WHAT IS EXPECTED:
From the listing below, copy each line where "variables" occurs.

DATA FOR PROCESSING below:

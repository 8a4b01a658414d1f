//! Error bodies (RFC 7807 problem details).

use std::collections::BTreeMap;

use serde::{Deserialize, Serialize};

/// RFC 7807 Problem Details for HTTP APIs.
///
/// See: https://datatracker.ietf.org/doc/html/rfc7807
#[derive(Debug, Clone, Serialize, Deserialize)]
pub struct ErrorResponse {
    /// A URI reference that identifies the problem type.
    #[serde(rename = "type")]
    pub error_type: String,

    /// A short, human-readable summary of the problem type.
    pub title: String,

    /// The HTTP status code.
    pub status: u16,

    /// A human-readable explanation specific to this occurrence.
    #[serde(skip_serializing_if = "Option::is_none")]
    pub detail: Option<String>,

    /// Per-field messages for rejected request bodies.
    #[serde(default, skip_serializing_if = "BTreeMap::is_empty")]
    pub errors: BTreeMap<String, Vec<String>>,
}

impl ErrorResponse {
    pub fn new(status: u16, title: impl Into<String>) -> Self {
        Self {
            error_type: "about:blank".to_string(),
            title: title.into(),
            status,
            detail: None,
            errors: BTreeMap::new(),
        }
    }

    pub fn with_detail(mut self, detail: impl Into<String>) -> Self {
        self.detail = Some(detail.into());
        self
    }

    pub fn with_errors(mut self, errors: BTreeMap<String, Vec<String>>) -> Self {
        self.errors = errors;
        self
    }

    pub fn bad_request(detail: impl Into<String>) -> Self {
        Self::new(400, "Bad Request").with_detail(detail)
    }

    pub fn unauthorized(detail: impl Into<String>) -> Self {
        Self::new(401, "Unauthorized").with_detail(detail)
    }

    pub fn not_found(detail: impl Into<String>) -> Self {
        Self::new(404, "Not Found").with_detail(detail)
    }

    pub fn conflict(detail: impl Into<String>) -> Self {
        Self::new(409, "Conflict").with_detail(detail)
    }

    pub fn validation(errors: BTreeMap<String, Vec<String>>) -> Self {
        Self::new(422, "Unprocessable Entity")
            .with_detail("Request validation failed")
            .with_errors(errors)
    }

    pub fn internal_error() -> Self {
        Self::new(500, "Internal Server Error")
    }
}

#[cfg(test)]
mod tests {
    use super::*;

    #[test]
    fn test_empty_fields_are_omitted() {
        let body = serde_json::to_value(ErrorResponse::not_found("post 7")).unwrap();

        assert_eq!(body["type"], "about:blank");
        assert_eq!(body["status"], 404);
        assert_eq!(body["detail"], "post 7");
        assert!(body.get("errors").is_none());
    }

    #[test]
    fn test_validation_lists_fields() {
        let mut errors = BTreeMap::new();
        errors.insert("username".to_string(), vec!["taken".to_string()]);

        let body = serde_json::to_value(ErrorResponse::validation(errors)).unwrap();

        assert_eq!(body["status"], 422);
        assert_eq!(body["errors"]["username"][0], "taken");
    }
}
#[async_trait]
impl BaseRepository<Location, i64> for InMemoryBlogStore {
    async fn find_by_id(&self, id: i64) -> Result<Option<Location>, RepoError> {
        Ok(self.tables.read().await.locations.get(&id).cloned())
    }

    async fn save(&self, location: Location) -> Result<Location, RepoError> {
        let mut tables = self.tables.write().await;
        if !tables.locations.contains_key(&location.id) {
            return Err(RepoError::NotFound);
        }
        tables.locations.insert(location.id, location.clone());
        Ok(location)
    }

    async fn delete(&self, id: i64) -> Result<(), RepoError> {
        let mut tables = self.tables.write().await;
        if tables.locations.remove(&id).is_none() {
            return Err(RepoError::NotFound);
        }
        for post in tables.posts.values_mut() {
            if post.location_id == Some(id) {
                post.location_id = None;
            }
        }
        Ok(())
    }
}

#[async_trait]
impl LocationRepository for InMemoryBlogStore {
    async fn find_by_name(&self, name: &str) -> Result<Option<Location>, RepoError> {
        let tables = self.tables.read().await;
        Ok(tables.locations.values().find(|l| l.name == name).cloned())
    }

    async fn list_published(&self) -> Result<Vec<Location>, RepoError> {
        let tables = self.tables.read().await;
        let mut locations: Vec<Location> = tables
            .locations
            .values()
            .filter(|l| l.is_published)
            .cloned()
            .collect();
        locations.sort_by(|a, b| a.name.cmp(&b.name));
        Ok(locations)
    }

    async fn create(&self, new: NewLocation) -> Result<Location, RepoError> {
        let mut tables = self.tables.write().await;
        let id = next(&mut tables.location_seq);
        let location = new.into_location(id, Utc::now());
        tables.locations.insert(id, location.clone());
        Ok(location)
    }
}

End of DATA FOR PROCESSING.
DATA FOR PROCESSING below:

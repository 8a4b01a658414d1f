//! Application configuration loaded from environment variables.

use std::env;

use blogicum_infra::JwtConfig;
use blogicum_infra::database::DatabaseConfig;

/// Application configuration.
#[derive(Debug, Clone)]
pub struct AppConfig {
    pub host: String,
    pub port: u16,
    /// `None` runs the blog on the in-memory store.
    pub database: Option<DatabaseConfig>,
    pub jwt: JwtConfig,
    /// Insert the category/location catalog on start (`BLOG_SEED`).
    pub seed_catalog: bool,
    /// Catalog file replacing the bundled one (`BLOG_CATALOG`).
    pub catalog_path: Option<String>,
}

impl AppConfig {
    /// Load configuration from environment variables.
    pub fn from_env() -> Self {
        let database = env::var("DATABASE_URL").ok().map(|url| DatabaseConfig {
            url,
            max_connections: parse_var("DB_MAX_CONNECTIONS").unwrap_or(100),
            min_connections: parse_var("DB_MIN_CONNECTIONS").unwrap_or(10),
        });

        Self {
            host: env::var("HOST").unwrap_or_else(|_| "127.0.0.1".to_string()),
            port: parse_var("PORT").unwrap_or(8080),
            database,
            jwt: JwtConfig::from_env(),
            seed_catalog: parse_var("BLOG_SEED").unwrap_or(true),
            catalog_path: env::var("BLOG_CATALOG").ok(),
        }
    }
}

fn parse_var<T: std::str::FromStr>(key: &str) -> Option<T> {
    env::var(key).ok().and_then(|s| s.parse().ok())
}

End of DATA FOR PROCESSING.

EXERCISE RESULT:
//! Application configuration loaded from environment variables.
    /// Load configuration from environment variables.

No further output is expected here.